Elimination Active secretion into renal tubules - consider dose reduction in renal impairment
Resp May exacerbate analgesic asthma due to glutathione depletion
CNS Excellent analgesia. Synergistic with other analgesics, resulting in agent-sparing effect and reduced side effects
Metabolic Antipyretic
Haeme Cytopaenias (rare)

Toxicity

  • Paracetamol is partially metabolised to the toxic N-acetyl-p-amino-benzoquinone imine (NAPQI)
    • In normal circumstances this rapidly conjugated with glutathione
    • In toxicity, glutathione is exhausted
    • NAPQI then covalently binds to critical proteins in hepatocytes, causing centrilobular hepatic necrosis and cell death
  • Toxic doses:
    • >200mg.kg-1 in a single ingestion
    • Repeated ingestion of >150mg.kg-1.day-1 for two days
    • >100mg.kg-1.day-1 for three days
  • Risk factors for toxicity:
    • Glutathione deficiency
      • Extremes of age
      • Malnutrition
      • Hepatic dysfunction
    • Enzyme inducers:
      • Anti-epileptics
        • Carbamazepine
        • Phenytoin
        • Phenobarbitone
      • Rifampicin
      • ETOH
      • OCP

Features of Overdose

  • Conscious
  • Nausea, vomiting, and epigastric pain
  • Haemolytic anaemia
  • Distributive shock
  • Hyperglycaemia
  • Late (>48 hours) hepatic failure
  • Later (3-5 days) coagulopathy
  • Fulminant hepatic failure (3-7 days)

Treatment of Overdose

  • Activated charcoal with tablet ingestion if seen within 1 hour of ingestion.
  • Serum paracetamol level to determine requirement for NAC (N-acetylcysteine) based on the nomogram
    • IV NAC is used as it is a glutathione precursor, replenishing depleted glutathione and facilitating further conjugation of NAPQI

References

  1. Smith S, Scarth E, Sasada M. Drugs in Anaesthesia and Intensive Care. 4th Ed.

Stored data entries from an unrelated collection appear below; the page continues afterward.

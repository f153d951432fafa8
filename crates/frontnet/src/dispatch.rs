//! Mode validation and command orchestration.
//!
//! A [`ModeRequest`] can only be built by validating [`ModeArgs`], so by the
//! time the [`Dispatcher`] sees one every required field is present and no
//! command has run yet. The dispatcher then runs every command of the mode
//! in order, never stopping at the first failure, and folds the results into
//! a [`ModeOutcome`].

use std::fmt;
use std::net::IpAddr;
use std::num::NonZeroU32;
use std::str::FromStr;

use crate::config::Tools;
use crate::error::UsageError;
use crate::exec::{self, Executor, Invocation};
use crate::mptcp::{self, SubflowSpec};
use crate::output::Report;
use crate::tc::{self, Applied, InterfaceSpec};
use crate::util::validate_ifname;

/// Operating mode, chosen once per run.
#[derive(Debug, Clone, Copy, PartialEq, Eq, Hash)]
pub enum Mode {
    /// Shape two interfaces with tbf.
    Bandwidth,
    /// Raise MPTCP limits for a client.
    MptcpClient,
    /// Raise MPTCP limits and announce a signal endpoint.
    MptcpServer,
}

impl Mode {
    pub const ALL: [Mode; 3] = [Mode::Bandwidth, Mode::MptcpClient, Mode::MptcpServer];

    pub fn as_str(&self) -> &'static str {
        match self {
            Self::Bandwidth => "bandwidth",
            Self::MptcpClient => "mptcp-client",
            Self::MptcpServer => "mptcp-server",
        }
    }
}

impl fmt::Display for Mode {
    fn fmt(&self, f: &mut fmt::Formatter<'_>) -> fmt::Result {
        f.write_str(self.as_str())
    }
}

/// Raw mode-specific arguments, as given on the command line.
///
/// Values stay unparsed until a mode asks for them, so flags the selected
/// mode does not use are never looked at.
#[derive(Debug, Clone, Default)]
pub struct ModeArgs {
    pub iface1: Option<String>,
    /// Rate in Mbit/s, must be a positive integer.
    pub bw1: Option<String>,
    pub iface2: Option<String>,
    pub bw2: Option<String>,
    /// IPv4 or IPv6 address.
    pub subflow_ip: Option<String>,
    pub subflow_iface: Option<String>,
}

/// A mode with all of its arguments validated.
#[derive(Debug, Clone, PartialEq, Eq)]
pub enum ModeRequest {
    /// Interfaces in argument order.
    Bandwidth([InterfaceSpec; 2]),
    MptcpClient,
    MptcpServer(SubflowSpec),
}

const BANDWIDTH_REQUIRED: &str = "--iface1, --bw1, --iface2, and --bw2";
const SERVER_REQUIRED: &str = "--subflow-ip and --subflow-iface";

/// Record `flag` as missing when `value` is absent.
fn require<T>(value: Option<T>, flag: &'static str, missing: &mut Vec<&'static str>) -> Option<T> {
    if value.is_none() {
        missing.push(flag);
    }
    value
}

/// Like [`require`], but an empty string also counts as missing.
fn require_str(
    value: Option<String>,
    flag: &'static str,
    missing: &mut Vec<&'static str>,
) -> Option<String> {
    require(value.filter(|s| !s.is_empty()), flag, missing)
}

fn parsed<T>(value: String, flag: &'static str) -> Result<T, UsageError>
where
    T: FromStr,
    T::Err: fmt::Display,
{
    value.parse().map_err(|e: T::Err| UsageError::InvalidValue {
        flag,
        reason: e.to_string(),
        value,
    })
}

fn checked_ifname(name: String, flag: &'static str) -> Result<String, UsageError> {
    validate_ifname(&name).map_err(|source| UsageError::InvalidInterface { flag, source })?;
    Ok(name)
}

impl ModeRequest {
    /// Validate the arguments for `mode`.
    ///
    /// Fields that `mode` does not use are ignored.
    pub fn from_args(mode: Mode, args: ModeArgs) -> Result<Self, UsageError> {
        let mut missing = Vec::new();

        match mode {
            Mode::Bandwidth => {
                let iface1 = require_str(args.iface1, "--iface1", &mut missing);
                let bw1 = require_str(args.bw1, "--bw1", &mut missing);
                let iface2 = require_str(args.iface2, "--iface2", &mut missing);
                let bw2 = require_str(args.bw2, "--bw2", &mut missing);

                let (Some(iface1), Some(bw1), Some(iface2), Some(bw2)) = (iface1, bw1, iface2, bw2)
                else {
                    return Err(UsageError::MissingArguments {
                        mode,
                        required: BANDWIDTH_REQUIRED,
                        missing,
                    });
                };

                let bw1: NonZeroU32 = parsed(bw1, "--bw1")?;
                let bw2: NonZeroU32 = parsed(bw2, "--bw2")?;

                Ok(Self::Bandwidth([
                    InterfaceSpec::new(checked_ifname(iface1, "--iface1")?, bw1),
                    InterfaceSpec::new(checked_ifname(iface2, "--iface2")?, bw2),
                ]))
            }
            Mode::MptcpClient => Ok(Self::MptcpClient),
            Mode::MptcpServer => {
                let ip = require_str(args.subflow_ip, "--subflow-ip", &mut missing);
                let iface = require_str(args.subflow_iface, "--subflow-iface", &mut missing);

                let (Some(ip), Some(iface)) = (ip, iface) else {
                    return Err(UsageError::MissingArguments {
                        mode,
                        required: SERVER_REQUIRED,
                        missing,
                    });
                };

                let ip: IpAddr = parsed(ip, "--subflow-ip")?;

                Ok(Self::MptcpServer(SubflowSpec::new(
                    ip,
                    checked_ifname(iface, "--subflow-iface")?,
                )))
            }
        }
    }

    pub fn mode(&self) -> Mode {
        match self {
            Self::Bandwidth(_) => Mode::Bandwidth,
            Self::MptcpClient => Mode::MptcpClient,
            Self::MptcpServer(_) => Mode::MptcpServer,
        }
    }
}

/// Aggregate result of one mode.
///
/// In bandwidth mode each interface counts once, whether it took one or
/// two `tc` calls. In MPTCP modes each command counts once.
#[derive(Debug, Clone, Copy, PartialEq, Eq)]
pub struct ModeOutcome {
    pub mode: Mode,
    pub attempted: usize,
    pub failed: usize,
}

impl ModeOutcome {
    fn new(mode: Mode) -> Self {
        Self {
            mode,
            attempted: 0,
            failed: 0,
        }
    }

    fn record(&mut self, ok: bool) {
        self.attempted += 1;
        if !ok {
            self.failed += 1;
        }
    }

    /// True iff nothing failed.
    pub fn is_success(&self) -> bool {
        self.failed == 0
    }
}

/// Runs the commands of a validated mode and reports each result.
pub struct Dispatcher<E, R> {
    executor: E,
    reporter: R,
    tools: Tools,
}

impl<E: Executor, R: Report> Dispatcher<E, R> {
    /// Create a dispatcher using the default `tc` and `ip` executables.
    pub fn new(executor: E, reporter: R) -> Self {
        Self {
            executor,
            reporter,
            tools: Tools::default(),
        }
    }

    /// Use different executables.
    pub fn tools(mut self, tools: Tools) -> Self {
        self.tools = tools;
        self
    }

    /// Run every command for `request`.
    pub fn run(&mut self, request: &ModeRequest) -> ModeOutcome {
        let outcome = match request {
            ModeRequest::Bandwidth(ifaces) => self.run_bandwidth(ifaces),
            ModeRequest::MptcpClient => {
                self.reporter.notice("Configuring MPTCP client mode...");
                let invocations = mptcp::client_invocations(&self.tools.ip);
                self.run_all(Mode::MptcpClient, &invocations)
            }
            ModeRequest::MptcpServer(subflow) => {
                self.reporter.notice("Configuring MPTCP server mode...");
                let invocations = mptcp::server_invocations(&self.tools.ip, subflow);
                self.run_all(Mode::MptcpServer, &invocations)
            }
        };

        tracing::info!(
            mode = %outcome.mode,
            attempted = outcome.attempted,
            failed = outcome.failed,
            "mode finished"
        );
        outcome
    }

    fn run_bandwidth(&mut self, ifaces: &[InterfaceSpec]) -> ModeOutcome {
        let mut outcome = ModeOutcome::new(Mode::Bandwidth);

        for iface in ifaces {
            let ok = match tc::configure_interface(&mut self.executor, &self.tools.tc, iface) {
                Ok(Applied::Changed) => {
                    self.reporter
                        .success(&format!("Successfully modified bandwidth for {}", iface.name));
                    true
                }
                Ok(Applied::Added) => {
                    self.reporter.success(&format!(
                        "Successfully added bandwidth limit for {}",
                        iface.name
                    ));
                    true
                }
                Err(e) if e.is_launch() => {
                    self.reporter.failure(&format!(
                        "Error executing command for {}: {}",
                        iface.name, e
                    ));
                    false
                }
                Err(e) => {
                    self.reporter.failure(&format!(
                        "Error configuring {}: {}",
                        iface.name,
                        e.stderr().unwrap_or_default()
                    ));
                    false
                }
            };
            outcome.record(ok);
        }

        outcome
    }

    fn run_all(&mut self, mode: Mode, invocations: &[Invocation]) -> ModeOutcome {
        let mut outcome = ModeOutcome::new(mode);

        for inv in invocations {
            let ok = match exec::run(&mut self.executor, inv) {
                Ok(_) => {
                    self.reporter
                        .success(&format!("Successfully executed: {}", inv));
                    true
                }
                Err(e) if e.is_launch() => {
                    self.reporter.failure(&format!("Command failed {}: {}", inv, e));
                    false
                }
                Err(e) => {
                    self.reporter.failure(&format!(
                        "Error executing {}: {}",
                        inv,
                        e.stderr().unwrap_or_default()
                    ));
                    false
                }
            };
            outcome.record(ok);
        }

        outcome
    }
}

Oxford University Press. 2011.
  2. Peck TE, Hill SA. Pharmacology for Anaesthesia and Intensive Care. 4th Ed. Cambridge University Press. 2014.
  3. Paracetamol Poisoning. Royal Children's Hospital.
  4. Hinson JA, Roberts DW, James LP. Mechanisms of Acetaminophen-Induced Liver Necrosis. Handbook of experimental pharmacology. 2010;(196):369-405.